Rif: Re: [Linux-HA] explanations

Carson Gaspar carson at taltos.org
Wed Jul 20 17:35:09 MDT 2005

--On Wednesday, July 20, 2005 08:17:58 PM +0200 Lars Marowsky-Bree 
<lmb at suse.de> wrote:

> On 2005-07-20T14:07:33, Carson Gaspar <carson at taltos.org> wrote:
>> If you weight node members (via whatever algorithm), then it is
>> sufficient  as long as the total is odd, and all members can calculate
>> their weighting  even if they loose contact with other members.
> For 2 node clusters this is totally insufficient, because one side will
> always win - and if that is the side which goes down, the service is
> gone.

True. So don't do that. Add a cluster member who's sole purpose in life is 
to play quorum arbiter - it's a very low overhead job ;-)

> First, your minority _is_ using fencing, namely self-fencing - and to
> keep "t1" low, this will typically be something fast, simple and thus
> crude like node suicide.

Ah - terminology gap. I just don't think of that as fencing - it's more of 
a highway lane marker than a fence ;-)

> One must concede though that still, it is less safe than a fencing
> method which is not implicitly (by a timeout) but explicitly
> acknowledged to the survivors, like STONITH or storage fencing.

Of course - I firmly believe in a stong fencing mechanism where possible. 
Sadly, in many of my desired deployment scenarios, it just isn't.

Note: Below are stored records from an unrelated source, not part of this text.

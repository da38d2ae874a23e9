use std::sync::Arc;

use clap::Parser;
use color_eyre::eyre::Result;
use tokio::sync::Mutex;

use bloglist::{
    infrastructure::{
        api::{BlogApi, HttpBlogApi},
        cli::Cli,
        config::Config,
        storage::SessionStore,
        tui::{real::RealTui, TuiLike},
    },
    integration::app_runner::AppRunner,
    utils::{initialize_logging, initialize_panic_handler},
};

async fn tokio_main() -> Result<()> {
    initialize_logging()?;

    initialize_panic_handler()?;

    let args = <Cli as Parser>::parse();

    // Load configuration (file-based), CLI wins for the service URL
    let config = Config::new()?.with_api_url(args.api_url);
    log::info!("blog service at {}", config.api.base_url);

    let api: Arc<dyn BlogApi> = Arc::new(HttpBlogApi::new(&config.api)?);
    let sessions = SessionStore::in_data_dir();

    let mut runner = {
        let tui: Arc<Mutex<dyn TuiLike + Send>> = Arc::new(Mutex::new(
            RealTui::new()?
                .tick_rate(args.tick_rate)
                .frame_rate(args.frame_rate),
        ));
        AppRunner::new_with_real(config, tui, api, sessions)?
    };
    runner.run().await?;

    Ok(())
}

#[tokio::main]
async fn main() -> Result<()> {
    if let Err(e) = tokio_main().await {
        eprintln!("{} error: Something went wrong", env!("CARGO_PKG_NAME"));
        Err(e)
    } else {
        Ok(())
    }
}
//! Subproblem construction: one scalar parameter in, one linear model out.
//!
//! Every subproblem shares the wave-size and stock constraints. The
//! parameter then adds either a fixed aisle count with a "maximize units"
//! objective, or a ratio threshold with the Dinkelbach objective
//! `k · aisles − units`, whose optimal value is non-positive exactly when a
//! wave with ratio at least `k` exists.

use std::fmt;

use wavepick_config::{SearchConfig, WaveSizeRule};
use wavepick_core::{ProblemInstance, WaveSelection};

use crate::adapter::SolverAdapter;
use crate::error::{SearchError, SolverError};
use crate::model::{LinearConstraint, LinearExpr, Sense, VarId};

/// The scalar that parametrizes one subproblem.
#[derive(Debug, Clone, Copy, PartialEq)]
pub enum Parameter {
    /// Exactly this many aisles are opened.
    AisleCount(usize),
    /// Only waves with ratio at least this value are admissible.
    RatioThreshold(f64),
}

impl fmt::Display for Parameter {
    fn fmt(&self, f: &mut fmt::Formatter<'_>) -> fmt::Result {
        match self {
            Parameter::AisleCount(a) => write!(f, "a*={}", a),
            Parameter::RatioThreshold(k) => write!(f, "k={:.6}", k),
        }
    }
}

/// A decision variable of the wave model.
#[derive(Debug, Clone, Copy, PartialEq, Eq, Hash)]
pub enum DecisionVar {
    /// 1 if the order joins the wave.
    Order(usize),
    /// 1 if the aisle is visited.
    Aisle(usize),
}

impl DecisionVar {
    fn name(self) -> String {
        match self {
            DecisionVar::Order(o) => format!("W_{}", o),
            DecisionVar::Aisle(a) => format!("A_{}", a),
        }
    }
}

/// A complete linear integer model for one parameter value.
///
/// Built fresh by [`SubproblemBuilder::build`] and never mutated afterwards.
#[derive(Debug, Clone)]
pub struct Subproblem {
    parameter: Parameter,
    order_count: usize,
    aisle_count: usize,
    constraints: Vec<LinearConstraint<DecisionVar>>,
    objective: LinearExpr<DecisionVar>,
    sense: Sense,
}

impl Subproblem {
    pub fn parameter(&self) -> Parameter {
        self.parameter
    }

    pub fn constraints(&self) -> &[LinearConstraint<DecisionVar>] {
        &self.constraints
    }

    pub fn objective(&self) -> &LinearExpr<DecisionVar> {
        &self.objective
    }

    pub fn sense(&self) -> Sense {
        self.sense
    }

    /// Number of binary variables, one per order and one per aisle.
    pub fn variable_count(&self) -> usize {
        self.order_count + self.aisle_count
    }

    /// Returns true if every constraint holds for `selection`.
    pub fn is_satisfied_by(&self, selection: &WaveSelection) -> bool {
        let value = |var: DecisionVar| {
            let chosen = match var {
                DecisionVar::Order(o) => selection.orders().binary_search(&o).is_ok(),
                DecisionVar::Aisle(a) => selection.aisles().binary_search(&a).is_ok(),
            };
            if chosen {
                1.0
            } else {
                0.0
            }
        };
        self.constraints.iter().all(|c| c.is_satisfied(value, 1e-9))
    }

    /// Declares the variables and registers constraints and objective on
    /// `adapter`.
    pub fn install<A: SolverAdapter + ?Sized>(&self, adapter: &mut A) -> InstalledSubproblem {
        let orders: Vec<VarId> = (0..self.order_count)
            .map(|o| adapter.declare_binary(&DecisionVar::Order(o).name()))
            .collect();
        let aisles: Vec<VarId> = (0..self.aisle_count)
            .map(|a| adapter.declare_binary(&DecisionVar::Aisle(a).name()))
            .collect();

        let handle = |var: DecisionVar| match var {
            DecisionVar::Order(o) => orders[o],
            DecisionVar::Aisle(a) => aisles[a],
        };
        for constraint in &self.constraints {
            adapter.add_constraint(
                constraint.expr.map_vars(handle),
                constraint.comparator,
                constraint.rhs,
            );
        }
        adapter.set_objective(self.objective.map_vars(handle), self.sense);

        InstalledSubproblem {
            parameter: self.parameter,
            orders,
            aisles,
        }
    }
}

/// Variable handles of a subproblem installed on an adapter.
#[derive(Debug, Clone)]
pub struct InstalledSubproblem {
    parameter: Parameter,
    orders: Vec<VarId>,
    aisles: Vec<VarId>,
}

impl InstalledSubproblem {
    pub fn parameter(&self) -> Parameter {
        self.parameter
    }

    /// Reads the selected orders and aisles from the adapter's solution.
    pub fn read_selection<A: SolverAdapter + ?Sized>(
        &self,
        adapter: &A,
    ) -> Result<WaveSelection, SolverError> {
        let chosen = |handles: &[VarId]| -> Result<Vec<usize>, SolverError> {
            let mut out = Vec::new();
            for (index, &var) in handles.iter().enumerate() {
                if adapter.variable_value(var).ok_or(SolverError::MissingSolution)? {
                    out.push(index);
                }
            }
            Ok(out)
        };
        Ok(WaveSelection::new(chosen(&self.orders)?, chosen(&self.aisles)?))
    }
}

/// Interpreted result of one solved subproblem.
#[derive(Debug, Clone, PartialEq)]
pub enum SubproblemOutcome {
    /// The solver returned a solution.
    Solved {
        objective: f64,
        selection: WaveSelection,
        proven_optimal: bool,
    },
    /// No order/aisle assignment satisfies the constraints.
    Infeasible,
}

/// Builds subproblems for one instance.
///
/// # Example
///
/// ```
/// use wavepick_config::SearchConfig;
/// use wavepick_core::ProblemInstance;
/// use wavepick_solver::{Parameter, Sense, SubproblemBuilder};
///
/// let instance = ProblemInstance::builder(1)
///     .order([(0, 2)])
///     .aisle([(0, 2)])
///     .aisle([(0, 1)])
///     .bounds(1, 4)
///     .build()
///     .unwrap();
///
/// let builder = SubproblemBuilder::new(&instance, &SearchConfig::default()).unwrap();
/// let subproblem = builder.build(Parameter::AisleCount(1)).unwrap();
///
/// assert_eq!(subproblem.sense(), Sense::Maximize);
/// assert_eq!(subproblem.variable_count(), 3);
/// assert!(builder.build(Parameter::AisleCount(3)).is_err());
/// ```
#[derive(Debug, Clone)]
pub struct SubproblemBuilder<'a> {
    instance: &'a ProblemInstance,
    epsilon: f64,
    wave_size_rule: WaveSizeRule,
    big_m: f64,
}

impl<'a> SubproblemBuilder<'a> {
    /// Creates a builder, validating the instance first.
    ///
    /// # Errors
    ///
    /// Returns `SearchError::Instance` if `lower_bound > upper_bound` or the
    /// instance has no aisles.
    pub fn new(instance: &'a ProblemInstance, config: &SearchConfig) -> Result<Self, SearchError> {
        instance.validate()?;

        let largest_order = (0..instance.order_count())
            .map(|o| instance.order_units(o))
            .max()
            .unwrap_or(0);
        let big_m = config
            .big_m
            .unwrap_or(instance.total_demand() as f64)
            .max(largest_order as f64)
            .max(instance.lower_bound() as f64);

        Ok(Self {
            instance,
            epsilon: config.epsilon,
            wave_size_rule: config.wave_size_rule,
            big_m,
        })
    }

    pub fn instance(&self) -> &'a ProblemInstance {
        self.instance
    }

    /// The big-M constant used for per-order gating.
    pub fn big_m(&self) -> f64 {
        self.big_m
    }

    /// Builds the subproblem for `parameter`.
    pub fn build(&self, parameter: Parameter) -> Result<Subproblem, SearchError> {
        self.check_parameter(parameter)?;

        let mut constraints = self.common_constraints();
        let aisles_opened = self.aisles_opened();
        let units = self.units_picked();

        let (objective, sense) = match parameter {
            Parameter::AisleCount(target) => {
                constraints.push(LinearConstraint::eq(aisles_opened, target as f64));
                (units, Sense::Maximize)
            }
            Parameter::RatioThreshold(k) => {
                constraints.push(LinearConstraint::ge(aisles_opened.clone(), 1.0));

                // units - k * aisles >= -epsilon
                let mut band = units.clone();
                band.add_scaled(&aisles_opened, -k);
                constraints.push(LinearConstraint::ge(band, -self.epsilon));

                // minimize k * aisles - units
                let mut objective = LinearExpr::new();
                objective.add_scaled(&aisles_opened, k);
                objective.add_scaled(&units, -1.0);
                (objective, Sense::Minimize)
            }
        };

        Ok(Subproblem {
            parameter,
            order_count: self.instance.order_count(),
            aisle_count: self.instance.aisle_count(),
            constraints,
            objective,
            sense,
        })
    }

    fn check_parameter(&self, parameter: Parameter) -> Result<(), SearchError> {
        match parameter {
            Parameter::AisleCount(a) if a == 0 || a > self.instance.aisle_count() => {
                Err(SearchError::InvalidParameter(format!(
                    "aisle count {} outside [1, {}]",
                    a,
                    self.instance.aisle_count()
                )))
            }
            Parameter::RatioThreshold(k)
                if !k.is_finite()
                    || k < self.instance.min_ratio()
                    || k > self.instance.max_ratio() =>
            {
                Err(SearchError::InvalidParameter(format!(
                    "ratio threshold {} outside [{}, {}]",
                    k,
                    self.instance.min_ratio(),
                    self.instance.max_ratio()
                )))
            }
            _ => Ok(()),
        }
    }

    /// `Σ_o units(o) · W_o`
    fn units_picked(&self) -> LinearExpr<DecisionVar> {
        LinearExpr::from_terms(
            (0..self.instance.order_count())
                .map(|o| (DecisionVar::Order(o), self.instance.order_units(o) as f64)),
        )
    }

    /// `Σ_a A_a`
    fn aisles_opened(&self) -> LinearExpr<DecisionVar> {
        LinearExpr::from_terms(
            (0..self.instance.aisle_count()).map(|a| (DecisionVar::Aisle(a), 1.0)),
        )
    }

    fn common_constraints(&self) -> Vec<LinearConstraint<DecisionVar>> {
        let instance = self.instance;
        let lower = instance.lower_bound() as f64;
        let upper = instance.upper_bound() as f64;
        let mut constraints = Vec::new();

        let units = self.units_picked();
        constraints.push(LinearConstraint::ge(units.clone(), lower));
        constraints.push(LinearConstraint::le(units, upper));

        if self.wave_size_rule == WaveSizeRule::PerOrder {
            let m = self.big_m;
            for o in 0..instance.order_count() {
                let size = instance.order_units(o) as f64;
                let gate = || LinearExpr::from_terms([(DecisionVar::Order(o), m)]);
                // size <= upper + M (1 - W_o)
                constraints.push(LinearConstraint::le(gate(), upper + m - size));
                // size >= lower - M (1 - W_o)
                constraints.push(LinearConstraint::le(gate(), m + size - lower));
            }
        }

        for item in 0..instance.item_count() {
            let demand = instance.orders_demanding(item);
            if demand.is_empty() {
                continue;
            }
            let mut balance = LinearExpr::from_terms(
                demand
                    .iter()
                    .map(|&(o, qty)| (DecisionVar::Order(o), f64::from(qty))),
            );
            for &(a, qty) in instance.aisles_stocking(item) {
                balance.add_term(DecisionVar::Aisle(a), -f64::from(qty));
            }
            constraints.push(LinearConstraint::le(balance, 0.0));
        }

        constraints
    }
}

#[cfg(test)]
#[path = "subproblem_tests.rs"]
mod tests;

> Node suicide is not a very good mechanism if it is only software based,
> and if you want to protect against hung kernels, broken HBAs etc, but it
> may be useful in carefully controlled environments.

Which was my original point ;-)

Of course I routinely deal with situations where my worst outages are 
building power-downs and WAN failures, so I'm biased in favour of having a 
quorum-only mechanism as an option.

Even better would be a combination of quorum and STONITH, where a STONITH 
failure isn't fatal. I can use STONITH with HP's iLO, but if the failure is 
a lack of power or network connectivity, STONITH is going to fail. In the 
cases where it fails, I'm _extremely_ confident in taking over shared 
resources if I also have quorum majority.